An unexpected discovery - 2017 film sheds new light on the story of COVID-19 origin
The Wuhan Institute of Virology, known for its research on the virus in bats, has long been cited as a possible source of the spread of the infection.Source: Tanjug
However, the Chinese authorities reject these claims as "pure speculations" and point out that a high level of security is in effect in that laboratory.
However, one documentary, which was already shown on the state television CCTV in 2017, shows how casually certain associates of the Institute behave in working with coronaviruses, writes Deutsche Welle and adds that "Taiwan News" mentioned that film before the arrival of experts from the WHO.

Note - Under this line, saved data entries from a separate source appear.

//! The seam between the pool and the network.
//!
//! The pool only ever talks to a [`Transport`]: it opens a [`Connection`], writes
//! requests through its [`RequestWriter`] and reads responses, in send order,
//! from its [`ResponseReader`]. A connection is never reused after it fails.

mod error;
mod http1;
mod tcp;

#[cfg(test)]
mod tests;

pub use error::TransportError;
pub use http1::{Http1Reader, Http1Writer, http1_connection};
pub use tcp::TcpTransport;

use crate::config::ConnectionSettings;
use crate::pool::Destination;
use async_trait::async_trait;
use bytes::Bytes;
use http::{Request, Response};

#[async_trait]
pub trait Transport: Send + Sync + 'static {
    async fn open(
        &self,
        destination: &Destination,
        settings: &ConnectionSettings,
    ) -> Result<Connection, TransportError>;
}

#[async_trait]
pub trait RequestWriter: Send {
    async fn send(&mut self, request: &Request<Bytes>) -> Result<(), TransportError>;
}

#[async_trait]
pub trait ResponseReader: Send {
    /// Next response in send order, or `Ok(None)` once the peer has cleanly
    /// closed the stream.
    async fn next_response(&mut self) -> Result<Option<Response<Bytes>>, TransportError>;
}

/// One open connection, split into its write and read halves.
pub struct Connection {
    pub writer: Box<dyn RequestWriter>,
    pub reader: Box<dyn ResponseReader>,
}

impl Connection {
    pub fn new(
        writer: impl RequestWriter + 'static,
        reader: impl ResponseReader + 'static,
    ) -> Self {
        Self {
            writer: Box::new(writer),
            reader: Box::new(reader),
        }
    }
}

impl std::fmt::Debug for Connection {
    fn fmt(&self, f: &mut std::fmt::Formatter<'_>) -> std::fmt::Result {
        f.debug_struct("Connection").finish_non_exhaustive()
    }
}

The film shows a group of scientists gathered around Shi Zhengli, known as "Bat Women", in search of the origin of SARS, and although it was clear to them that the bats they examined may carry deadly viruses, some scientists during the research in the cave in Yunnan did not wear protective equipment.
The caught bats were examined with their bare hands, and without protection, their feces were taken with their hands, which is a possible source of infection.
Virologist Chui Jiu even said that the bat bit him through thin rubber gloves and he shows a swollen bite site in the film, while the voice in the background states that bats can transmit numerous viruses, including rabies, so members of the research team were vaccinated against rabies before sampling.
The film inadvertently shows that safety measures are not properly respected, not only during research in the cave but also in the laboratory, where laboratory technicians do not wear real protective clothing or a face mask, writes DW.
As Shi Zhengli, head of the Center for Emerging Infectious Diseases at the Wuhan, stated, "this job is not as dangerous as everyone thinks", because there is a very low probability of direct infection of people.
She then explained that her associates, when they are aware that bats in a certain location carry a virus that could spread to humans, take greater precautions, but that "in most cases, only ordinary protection is applied."
This film, it is said, opens up questions that the WHO team would surely like to find answers to, because such a casual attitude towards security measures is rather shocking.